Problem details> The word "missing" marks the lines to find; copy every such line from the data below.

(Source records)
○ ○ ○ ○
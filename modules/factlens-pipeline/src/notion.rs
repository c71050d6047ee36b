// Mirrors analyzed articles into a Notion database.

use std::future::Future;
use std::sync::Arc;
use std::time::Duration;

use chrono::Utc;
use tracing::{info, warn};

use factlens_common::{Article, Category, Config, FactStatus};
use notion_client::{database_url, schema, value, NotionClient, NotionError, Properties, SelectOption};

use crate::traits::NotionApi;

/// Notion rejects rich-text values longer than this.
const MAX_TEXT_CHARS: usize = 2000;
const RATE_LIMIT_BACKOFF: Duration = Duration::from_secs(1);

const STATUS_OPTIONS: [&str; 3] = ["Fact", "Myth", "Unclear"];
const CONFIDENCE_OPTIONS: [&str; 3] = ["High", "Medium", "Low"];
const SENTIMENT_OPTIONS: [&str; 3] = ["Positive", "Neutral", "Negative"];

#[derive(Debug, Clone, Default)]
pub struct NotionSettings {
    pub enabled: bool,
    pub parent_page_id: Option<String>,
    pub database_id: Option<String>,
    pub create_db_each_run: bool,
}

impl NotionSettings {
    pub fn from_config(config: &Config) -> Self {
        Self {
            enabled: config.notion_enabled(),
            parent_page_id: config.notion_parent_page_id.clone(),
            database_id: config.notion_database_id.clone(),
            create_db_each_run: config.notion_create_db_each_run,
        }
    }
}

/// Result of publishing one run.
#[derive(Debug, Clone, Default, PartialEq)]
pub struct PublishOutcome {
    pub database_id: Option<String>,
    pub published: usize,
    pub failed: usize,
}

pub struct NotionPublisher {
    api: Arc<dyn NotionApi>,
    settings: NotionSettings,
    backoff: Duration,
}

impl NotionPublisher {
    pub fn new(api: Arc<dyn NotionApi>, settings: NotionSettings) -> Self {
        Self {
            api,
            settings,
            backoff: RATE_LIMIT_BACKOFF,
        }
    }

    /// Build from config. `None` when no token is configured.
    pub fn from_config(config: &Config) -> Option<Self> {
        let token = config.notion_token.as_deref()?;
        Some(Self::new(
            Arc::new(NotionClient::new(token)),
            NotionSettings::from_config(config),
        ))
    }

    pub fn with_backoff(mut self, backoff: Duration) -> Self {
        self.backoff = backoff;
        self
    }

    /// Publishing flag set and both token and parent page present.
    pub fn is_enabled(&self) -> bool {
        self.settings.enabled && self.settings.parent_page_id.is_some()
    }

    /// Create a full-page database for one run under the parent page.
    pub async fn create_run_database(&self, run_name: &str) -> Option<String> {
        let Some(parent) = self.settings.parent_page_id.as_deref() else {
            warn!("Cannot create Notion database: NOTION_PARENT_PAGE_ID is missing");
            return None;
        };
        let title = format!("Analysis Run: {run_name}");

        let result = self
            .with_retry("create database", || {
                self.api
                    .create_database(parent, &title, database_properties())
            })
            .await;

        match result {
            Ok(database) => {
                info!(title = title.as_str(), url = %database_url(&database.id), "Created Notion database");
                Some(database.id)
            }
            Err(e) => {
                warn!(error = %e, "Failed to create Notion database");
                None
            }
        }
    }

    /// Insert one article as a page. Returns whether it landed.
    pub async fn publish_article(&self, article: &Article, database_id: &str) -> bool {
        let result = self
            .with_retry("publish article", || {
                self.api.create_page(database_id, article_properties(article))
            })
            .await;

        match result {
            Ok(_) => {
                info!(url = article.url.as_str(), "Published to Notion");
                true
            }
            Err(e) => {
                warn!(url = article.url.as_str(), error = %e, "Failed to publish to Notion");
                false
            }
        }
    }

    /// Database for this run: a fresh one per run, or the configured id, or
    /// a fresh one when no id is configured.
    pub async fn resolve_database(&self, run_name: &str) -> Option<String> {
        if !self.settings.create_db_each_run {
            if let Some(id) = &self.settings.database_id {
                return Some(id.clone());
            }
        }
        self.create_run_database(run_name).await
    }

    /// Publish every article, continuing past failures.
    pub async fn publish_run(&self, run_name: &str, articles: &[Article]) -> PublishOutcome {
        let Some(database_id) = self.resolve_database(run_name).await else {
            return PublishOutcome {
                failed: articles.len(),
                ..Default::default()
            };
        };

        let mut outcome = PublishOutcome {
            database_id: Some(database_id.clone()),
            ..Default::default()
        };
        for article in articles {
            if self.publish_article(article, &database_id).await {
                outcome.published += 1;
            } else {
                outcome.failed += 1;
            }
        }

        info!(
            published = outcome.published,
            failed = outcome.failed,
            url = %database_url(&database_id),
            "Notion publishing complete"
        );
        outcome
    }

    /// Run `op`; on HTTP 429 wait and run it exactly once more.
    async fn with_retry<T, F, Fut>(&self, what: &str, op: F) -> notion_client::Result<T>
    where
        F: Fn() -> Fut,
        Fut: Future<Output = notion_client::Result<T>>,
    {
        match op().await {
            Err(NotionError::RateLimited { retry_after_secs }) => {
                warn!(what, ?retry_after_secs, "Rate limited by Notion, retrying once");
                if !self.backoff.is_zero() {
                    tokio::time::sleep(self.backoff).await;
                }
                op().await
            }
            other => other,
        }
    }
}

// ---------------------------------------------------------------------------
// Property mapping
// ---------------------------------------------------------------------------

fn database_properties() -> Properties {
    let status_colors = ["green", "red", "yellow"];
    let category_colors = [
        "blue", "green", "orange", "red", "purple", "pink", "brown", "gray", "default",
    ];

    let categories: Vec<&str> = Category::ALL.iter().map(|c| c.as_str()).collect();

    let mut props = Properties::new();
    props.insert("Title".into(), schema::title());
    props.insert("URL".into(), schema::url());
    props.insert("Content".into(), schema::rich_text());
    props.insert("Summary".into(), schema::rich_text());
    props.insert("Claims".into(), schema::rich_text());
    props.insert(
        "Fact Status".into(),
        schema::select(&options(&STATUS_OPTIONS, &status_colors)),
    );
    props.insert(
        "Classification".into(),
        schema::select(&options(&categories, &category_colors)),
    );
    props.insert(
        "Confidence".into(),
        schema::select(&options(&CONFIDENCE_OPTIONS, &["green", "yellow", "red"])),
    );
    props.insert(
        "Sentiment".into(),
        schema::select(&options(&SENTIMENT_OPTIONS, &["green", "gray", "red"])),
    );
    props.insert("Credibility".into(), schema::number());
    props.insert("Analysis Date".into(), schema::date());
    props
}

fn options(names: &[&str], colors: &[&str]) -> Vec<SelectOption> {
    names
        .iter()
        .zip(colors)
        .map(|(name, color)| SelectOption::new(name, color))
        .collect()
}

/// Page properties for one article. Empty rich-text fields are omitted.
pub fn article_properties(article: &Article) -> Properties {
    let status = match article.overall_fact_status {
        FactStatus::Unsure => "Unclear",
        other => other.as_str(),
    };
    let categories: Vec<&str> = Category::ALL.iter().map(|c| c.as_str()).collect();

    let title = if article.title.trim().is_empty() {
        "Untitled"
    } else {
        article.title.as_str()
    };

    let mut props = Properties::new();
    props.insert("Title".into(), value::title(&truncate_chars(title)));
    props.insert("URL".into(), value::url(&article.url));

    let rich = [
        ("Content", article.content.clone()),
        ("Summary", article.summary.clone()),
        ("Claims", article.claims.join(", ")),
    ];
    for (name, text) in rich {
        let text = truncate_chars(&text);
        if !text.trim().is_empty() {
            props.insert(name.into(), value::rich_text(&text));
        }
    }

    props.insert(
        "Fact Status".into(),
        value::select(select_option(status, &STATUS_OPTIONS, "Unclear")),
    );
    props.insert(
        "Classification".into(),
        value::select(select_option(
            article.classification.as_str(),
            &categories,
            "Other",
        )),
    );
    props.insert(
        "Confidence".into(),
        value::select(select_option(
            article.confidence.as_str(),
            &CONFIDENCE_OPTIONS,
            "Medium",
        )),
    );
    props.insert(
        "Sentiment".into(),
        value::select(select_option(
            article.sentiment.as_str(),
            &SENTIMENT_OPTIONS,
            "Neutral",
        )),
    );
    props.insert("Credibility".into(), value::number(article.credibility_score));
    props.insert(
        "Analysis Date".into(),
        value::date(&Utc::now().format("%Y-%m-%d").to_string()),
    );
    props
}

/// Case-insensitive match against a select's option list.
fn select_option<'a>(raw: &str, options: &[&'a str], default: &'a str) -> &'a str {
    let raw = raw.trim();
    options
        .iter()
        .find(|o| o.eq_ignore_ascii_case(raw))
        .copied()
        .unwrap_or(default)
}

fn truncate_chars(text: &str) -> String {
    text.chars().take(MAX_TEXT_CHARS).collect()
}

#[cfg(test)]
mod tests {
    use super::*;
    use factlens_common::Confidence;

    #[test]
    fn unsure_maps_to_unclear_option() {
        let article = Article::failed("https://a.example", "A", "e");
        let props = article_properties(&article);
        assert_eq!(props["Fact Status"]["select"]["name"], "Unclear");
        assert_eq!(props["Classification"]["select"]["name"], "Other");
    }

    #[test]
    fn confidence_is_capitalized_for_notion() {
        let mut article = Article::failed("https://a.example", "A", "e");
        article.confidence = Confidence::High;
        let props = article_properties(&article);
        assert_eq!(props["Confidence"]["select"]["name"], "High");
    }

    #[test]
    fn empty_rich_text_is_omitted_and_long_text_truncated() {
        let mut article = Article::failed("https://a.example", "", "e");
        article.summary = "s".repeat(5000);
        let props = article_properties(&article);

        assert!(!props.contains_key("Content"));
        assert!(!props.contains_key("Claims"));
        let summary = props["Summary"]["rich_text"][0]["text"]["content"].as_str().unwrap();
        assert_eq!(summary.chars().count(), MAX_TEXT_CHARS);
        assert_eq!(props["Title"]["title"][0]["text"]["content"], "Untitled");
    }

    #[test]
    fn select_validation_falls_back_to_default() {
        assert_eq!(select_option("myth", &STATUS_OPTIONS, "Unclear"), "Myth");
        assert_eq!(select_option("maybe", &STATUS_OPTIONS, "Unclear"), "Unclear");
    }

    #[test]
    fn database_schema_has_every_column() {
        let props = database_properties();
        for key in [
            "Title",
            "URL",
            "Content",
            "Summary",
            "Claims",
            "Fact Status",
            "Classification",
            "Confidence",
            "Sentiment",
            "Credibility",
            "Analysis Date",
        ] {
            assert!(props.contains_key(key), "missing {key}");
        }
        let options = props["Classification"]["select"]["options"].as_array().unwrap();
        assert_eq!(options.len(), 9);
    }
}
○ ○ ○ ○
Task output>
            warn!("Cannot create Notion database: NOTION_PARENT_PAGE_ID is missing");
            assert!(props.contains_key(key), "missing {key}");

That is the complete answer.